Przejdź do głównych treściPrzejdź do wyszukiwarkiPrzejdź do głównego menu
Reklama
piątek, 15 listopada 2024 02:19
Reklama KD Market

W Sądzie Najwyższym nadzieja



To był cios dla kilku milionów ludzi czekających od miesięcy na namiastkę normalnego życia w Stanach Zjednoczonych. Federalny Sąd Apelacyjny 5. Dystryktu utrzymał w mocy decyzję blokującą wejście w życie dwóch rozporządzeń wykonawczych Baracka Obamy w sprawie masowego zawieszania deportacji.

Obietnica dla zasymilowanych

Deferred Action for Parents of Americans and Lawful Permanent Residents (DAPA) oraz rozszerzona wersja Deferred Action for Childhood Arrivals (DACA II) dawały szanse milionom nielegalnych imigrantów, posiadającym trwałe związki ze Stanami Zjednoczonymi, szansę na pozostanie w USA i podjęcie legalnej pracy. Nie była to jednak pełna legalizacja pobytu – programy zakładały jedynie odroczenie procedur deportacyjnych. Program DAPA oferował rodzicom dzieci będących obywatelami USA lub rodzicom dzieci posiadających zielone karty trzyletnie prawo do pracy, legalny numer Social Security i możliwość starania się o prawo jazdy. Oczywiście pod warunkiem niekaralności i nieprzerwanego pobytu w USA od kilku lat. Z kolei DACA II miał być rozszerzeniem pierwszego programu DACA z 2012 roku, z którego mogli korzystać młodzi ludzie, których przywieziono do USA jako małe dzieci. W nowej wersji program znosił pewne limity wiekowe i wydłużał okres zezwolenia na pracę z dwóch do trzech lat. Oba programy miały więc objąć osoby dobrze już zasymilowane z Ameryką.

Od instancji do instancji

„Departament nie zgadza się z orzeczeniem sądu Piątego Dystryktu i będzie się domagał rozpatrzenia sprawy przez Sąd Najwyższy Stanów Zjednoczonych” – powiedział rzecznik Departamentu Sprawiedliwości Patrick Rodenbush i przypomniał, że programy DACA II i DAPA mają na celu stworzenie mechanizmów, które pozwolą na zachowanie priorytetów deportacyjnych – w pierwszej kolejności powinni być usuwani najpoważniejsi przestępcy, a nie osoby związane już z USA, wychowujące do tego amerykańskie dzieci.

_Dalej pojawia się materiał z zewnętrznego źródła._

//! Resolution of raw Lucene literals into query values.
//!
//! Lucene marks wildcards with `*` (any run of characters) and `?` (exactly
//! one character); a backslash makes the next character literal. The store
//! side speaks SQL `LIKE`, where `%` and `_` are the wildcards and `\` is the
//! escape character, so a wildcard literal has to be re-encoded before it can be
//! used as a pattern.

use serde::Serialize;

/// Escape character used in every `LIKE` pattern produced by this crate
pub const LIKE_ESCAPE: char = '\\';

#[derive(Debug, Clone, PartialEq, Eq, Serialize)]
pub struct QueryValue {
    /// Lucene value: unquoted, escapes and wildcard markers kept
    pub value: String,
    /// Value with escapes removed
    pub unescaped_value: String,
    pub has_wildcard: bool,
    /// The literal is the lone `*`: "field exists" rather than a pattern
    pub is_match_all: bool,
}

impl QueryValue {
    pub fn from_word(raw: &str) -> Self {
        Self::from_unquoted(raw)
    }

    pub fn from_phrase(raw: &str) -> Self {
        Self::from_unquoted(unquote(raw))
    }

    fn from_unquoted(value: &str) -> Self {
        Self {
            value: value.to_string(),
            unescaped_value: unescape(value),
            has_wildcard: has_wildcard(value),
            is_match_all: value == "*",
        }
    }

    /// Store-safe rendering: a `LIKE` pattern when the value has wildcards,
    /// the plain unescaped value otherwise.
    pub fn sql_value(&self) -> String {
        if !self.has_wildcard {
            return self.unescaped_value.clone();
        }

        let mut out = String::with_capacity(self.value.len() + 4);
        let mut chars = self.value.chars();
        while let Some(c) = chars.next() {
            match c {
                '\\' => push_like_literal(&mut out, chars.next().unwrap_or('\\')),
                '*' => out.push('%'),
                '?' => out.push('_'),
                other => push_like_literal(&mut out, other),
            }
        }
        out
    }

    /// The same literal wrapped as `*value*`
    pub fn substring(&self) -> Self {
        Self::from_unquoted(&format!("*{}*", self.value))
    }
}

/// Escapes `LIKE` special characters of a plain string
pub fn escape_like(s: &str) -> String {
    let mut out = String::with_capacity(s.len());
    for c in s.chars() {
        push_like_literal(&mut out, c);
    }
    out
}

fn push_like_literal(out: &mut String, c: char) {
    if matches!(c, '%' | '_' | LIKE_ESCAPE) {
        out.push(LIKE_ESCAPE);
    }
    out.push(c);
}

fn unquote(raw: &str) -> &str {
    raw.strip_prefix('"')
        .and_then(|s| s.strip_suffix('"'))
        .unwrap_or(raw)
}

fn unescape(value: &str) -> String {
    let mut out = String::with_capacity(value.len());
    let mut chars = value.chars();
    while let Some(c) = chars.next() {
        if c == '\\' {
            out.push(chars.next().unwrap_or('\\'));
        } else {
            out.push(c);
        }
    }
    out
}

fn has_wildcard(value: &str) -> bool {
    let mut chars = value.chars();
    while let Some(c) = chars.next() {
        match c {
            '\\' => {
                chars.next();
            }
            '*' | '?' => return true,
            _ => {}
        }
    }
    false
}
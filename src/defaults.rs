//! Default field for bare terms, picked from the queried kind and the shape of the literal.

use tracing::debug;

use crate::error::{QueryError, Result};
use crate::kind::ObjectKind;
use crate::schema::{FieldDescriptor, SchemaRegistry};
use crate::value::QueryValue;

/// Hash fields by the hex length of their digest
const HASH_FIELDS: [(usize, &str); 5] = [
    (8, "crc32"),
    (32, "md5"),
    (40, "sha1"),
    (64, "sha256"),
    (128, "sha512"),
];

/// Field a bare literal is matched against under `kind`, together with the
/// value to match. Config and blob terms become substring searches.
pub fn infer(
    registry: &SchemaRegistry,
    kind: ObjectKind,
    value: &QueryValue,
) -> Result<(FieldDescriptor, QueryValue)> {
    let (name, value) = match kind {
        ObjectKind::File => (hash_field(value).unwrap_or("name"), value.clone()),
        ObjectKind::Config => ("cfg", value.substring()),
        ObjectKind::TextBlob => ("content", value.substring()),
        ObjectKind::Object => {
            return Err(QueryError::FieldNotQueryable(format!(
                "Field doesn't exist ('{}' needs a field name when searching all objects)",
                value.value
            )))
        }
    };

    debug!(%kind, field = name, value = %value.value, "inferred default field");
    Ok((registry.expect_field(kind, name)?, value))
}

fn hash_field(value: &QueryValue) -> Option<&'static str> {
    if value.has_wildcard {
        return None;
    }
    let text = value.unescaped_value.as_str();
    if !text.chars().all(|c| c.is_ascii_hexdigit()) {
        return None;
    }
    HASH_FIELDS
        .iter()
        .find(|(len, _)| *len == text.len())
        .map(|(_, name)| *name)
}
//! QuartzDB
//!
//! An in-memory SQL relational engine for embedded use: a hand-written
//! lexer, a recursive-descent parser producing tagged statements, and an
//! interpreting executor over a catalog of locked relations.
//!
//! - No durability, no network protocol, no cost-based optimizer.
//! - Statements stream results through the [`protocol::EngineConn`]
//!   connection contract.
//! - Relations are the locking unit; multi-table statements take locks in
//!   lexicographic table-name order.
//!
//! ```
//! use quartzdb::{Engine, MemoryConn};
//!
//! let engine = Engine::new();
//! let mut conn = MemoryConn::new();
//! engine.execute_sql(
//!     "CREATE TABLE account (id BIGSERIAL, email TEXT)",
//!     &[],
//!     &mut conn,
//! )?;
//! engine.execute_sql(
//!     "INSERT INTO account (email) VALUES ('foo@bar.com')",
//!     &[],
//!     &mut conn,
//! )?;
//! # Ok::<(), quartzdb::QuartzError>(())
//! ```

pub mod catalog;
pub mod config;
pub mod protocol;
pub mod sql;
pub mod types;

mod error;

pub use catalog::{Engine, Relation};
pub use config::EngineConfig;
pub use error::{QuartzError, Result};
pub use protocol::{ChannelConn, EngineConn, Frame, MemoryConn};
pub use sql::{parse, Statement};
pub use types::{Attribute, Row, Table, TypeFamily, Value};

DACA II i DAPA (oryginalny DACA z 2012 roku pozostaje nadal w mocy) zostały zaskarżone przez 26 stanów USA, które twierdziły, że rozporządzenia administracyjne Obamy i utworzone w ich wyniku programy nie są zgodne z konstytucją. Żadne z tych rozporządzeń nie weszło w pełni w życie. W lutym sąd pierwszej instancji zablokował tymczasowo, a potem permanentnie i DACA II, i DAPA, także administracja nie zdążyła nawet zebrać podań od imigrantów. Pozew wniesiono w Teksasie, tak aby zwiększyć szanse na znalezienie konserwatywnie nastawionego składu sędziowskiego. Sąd apelacyjny w (także konserwatywnym) Nowym Orleanie podzielił argumenty niższej instancji, że wcielenie w życie obu programów naraziłoby poszczególne stany na dodatkowe koszty. Trzyosobowe gremium podjęło decyzję stosunkiem głosów 2:1. Sędzia Jerry Smith argumentował, że na przykład stan Teksas subsydiuje wydawanie praw jazdy, dopłacając do każdego dokumentu 130,89 dol. z kieszeni podatnika. Tyle też traciłby na każdej osobie korzystającej z DAPA.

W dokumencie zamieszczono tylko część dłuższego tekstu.